## Prompt
Reprint the full listing exactly.

## Records shown
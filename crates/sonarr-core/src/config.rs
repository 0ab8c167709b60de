// ── Runtime connection configuration ──
//
// Describes how to reach one Sonarr server. Never touches disk: the
// `sonarr-config` crate resolves files and environment, then hands a
// `ProviderConfig` in.

use std::time::Duration;

use secrecy::SecretString;
use sonarr_api::{Credentials, SonarrClient, TlsMode, TransportConfig};
use tracing::debug;
use url::Url;

use crate::error::CoreError;

/// An extra authentication header for servers behind another gate.
#[derive(Debug, Clone)]
pub struct ExtraHeader {
    pub name: String,
    pub value: SecretString,
}

/// Everything needed to talk to one server.
#[derive(Debug, Clone)]
pub struct ProviderConfig {
    /// Server root, e.g. `http://sonarr:8989`.
    pub url: Url,
    pub api_key: SecretString,
    pub extra_header: Option<ExtraHeader>,
    pub tls: TlsMode,
    /// Request timeout applied by the HTTP client.
    pub timeout: Duration,
}

impl ProviderConfig {
    pub fn new(url: Url, api_key: SecretString) -> Self {
        Self {
            url,
            api_key,
            extra_header: None,
            tls: TlsMode::default(),
            timeout: Duration::from_secs(30),
        }
    }
}

/// Shared, immutable state handed to every resource at configure time.
#[derive(Debug, Clone)]
pub struct ProviderData {
    pub client: SonarrClient,
}

impl ProviderData {
    /// Build the HTTP client. No request is made.
    pub fn connect(config: &ProviderConfig) -> Result<Self, CoreError> {
        let mut credentials = Credentials::new(config.api_key.clone());
        if let Some(ref extra) = config.extra_header {
            credentials = credentials.with_extra_header(extra.name.clone(), extra.value.clone());
        }

        let transport = TransportConfig {
            tls: config.tls.clone(),
            timeout: config.timeout,
        };

        let client = SonarrClient::new(config.url.as_str(), &credentials, &transport)?;
        debug!(base_url = %client.base_url(), "provider client ready");
        Ok(Self { client })
    }

    pub fn from_client(client: SonarrClient) -> Self {
        Self { client }
    }
}
// ── Plain resources ──
//
// Server entities with a fixed wire shape (no `fields` bag). Each state
// struct is its own `ManagedResource`.

pub mod config;
pub mod host;
pub mod library;
pub mod profile;

pub use config::{IndexerConfig, MediaManagement, Naming, QualityDefinition, QualityDefinitions};
pub use host::{Authentication, Backup, Host, Logging, Proxy, Ssl, Update};
pub use library::{RemotePathMapping, RootFolder, Tag, UnmappedFolder};
pub use profile::{
    CustomFormat, FormatItem, QualityGroup, QualityProfile, QualityRef, ReleaseProfile,
};

/// Keep `baseline` when the server's path differs only in surrounding
/// slashes or whitespace.
pub(crate) fn keep_path_spelling(baseline: &str, fresh: &mut String) {
    let trim = |s: &str| s.trim().trim_end_matches('/').to_owned();
    if *fresh != baseline && trim(fresh) == trim(baseline) {
        baseline.clone_into(fresh);
    }
}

## Reply
filename crates/sonarr-core/src/config.rs
repository 0ab8c167709b60de
// ── Runtime connection configuration ──
//
// Describes how to reach one Sonarr server. Never touches disk: the
// `sonarr-config` crate resolves files and environment, then hands a
// `ProviderConfig` in.

use std::time::Duration;

use secrecy::SecretString;
use sonarr_api::{Credentials, SonarrClient, TlsMode, TransportConfig};
use tracing::debug;
use url::Url;

use crate::error::CoreError;

/// An extra authentication header for servers behind another gate.
#[derive(Debug, Clone)]
pub struct ExtraHeader {
    pub name: String,
    pub value: SecretString,
}

/// Everything needed to talk to one server.
#[derive(Debug, Clone)]
pub struct ProviderConfig {
    /// Server root, e.g. `http://sonarr:8989`.
    pub url: Url,
    pub api_key: SecretString,
    pub extra_header: Option<ExtraHeader>,
    pub tls: TlsMode,
    /// Request timeout applied by the HTTP client.
    pub timeout: Duration,
}

impl ProviderConfig {
    pub fn new(url: Url, api_key: SecretString) -> Self {
        Self {
            url,
            api_key,
            extra_header: None,
            tls: TlsMode::default(),
            timeout: Duration::from_secs(30),
        }
    }
}

/// Shared, immutable state handed to every resource at configure time.
#[derive(Debug, Clone)]
pub struct ProviderData {
    pub client: SonarrClient,
}

impl ProviderData {
    /// Build the HTTP client. No request is made.
    pub fn connect(config: &ProviderConfig) -> Result<Self, CoreError> {
        let mut credentials = Credentials::new(config.api_key.clone());
        if let Some(ref extra) = config.extra_header {
            credentials = credentials.with_extra_header(extra.name.clone(), extra.value.clone());
        }

        let transport = TransportConfig {
            tls: config.tls.clone(),
            timeout: config.timeout,
        };

        let client = SonarrClient::new(config.url.as_str(), &credentials, &transport)?;
        debug!(base_url = %client.base_url(), "provider client ready");
        Ok(Self { client })
    }

    pub fn from_client(client: SonarrClient) -> Self {
        Self { client }
    }
}
// ── Plain resources ──
//
// Server entities with a fixed wire shape (no `fields` bag). Each state
// struct is its own `ManagedResource`.

pub mod config;
pub mod host;
pub mod library;
pub mod profile;

pub use config::{IndexerConfig, MediaManagement, Naming, QualityDefinition, QualityDefinitions};
pub use host::{Authentication, Backup, Host, Logging, Proxy, Ssl, Update};
pub use library::{RemotePathMapping, RootFolder, Tag, UnmappedFolder};
pub use profile::{
    CustomFormat, FormatItem, QualityGroup, QualityProfile, QualityRef, ReleaseProfile,
};

/// Keep `baseline` when the server's path differs only in surrounding
/// slashes or whitespace.
pub(crate) fn keep_path_spelling(baseline: &str, fresh: &mut String) {
    let trim = |s: &str| s.trim().trim_end_matches('/').to_owned();
    if *fresh != baseline && trim(fresh) == trim(baseline) {
        baseline.clone_into(fresh);
    }
}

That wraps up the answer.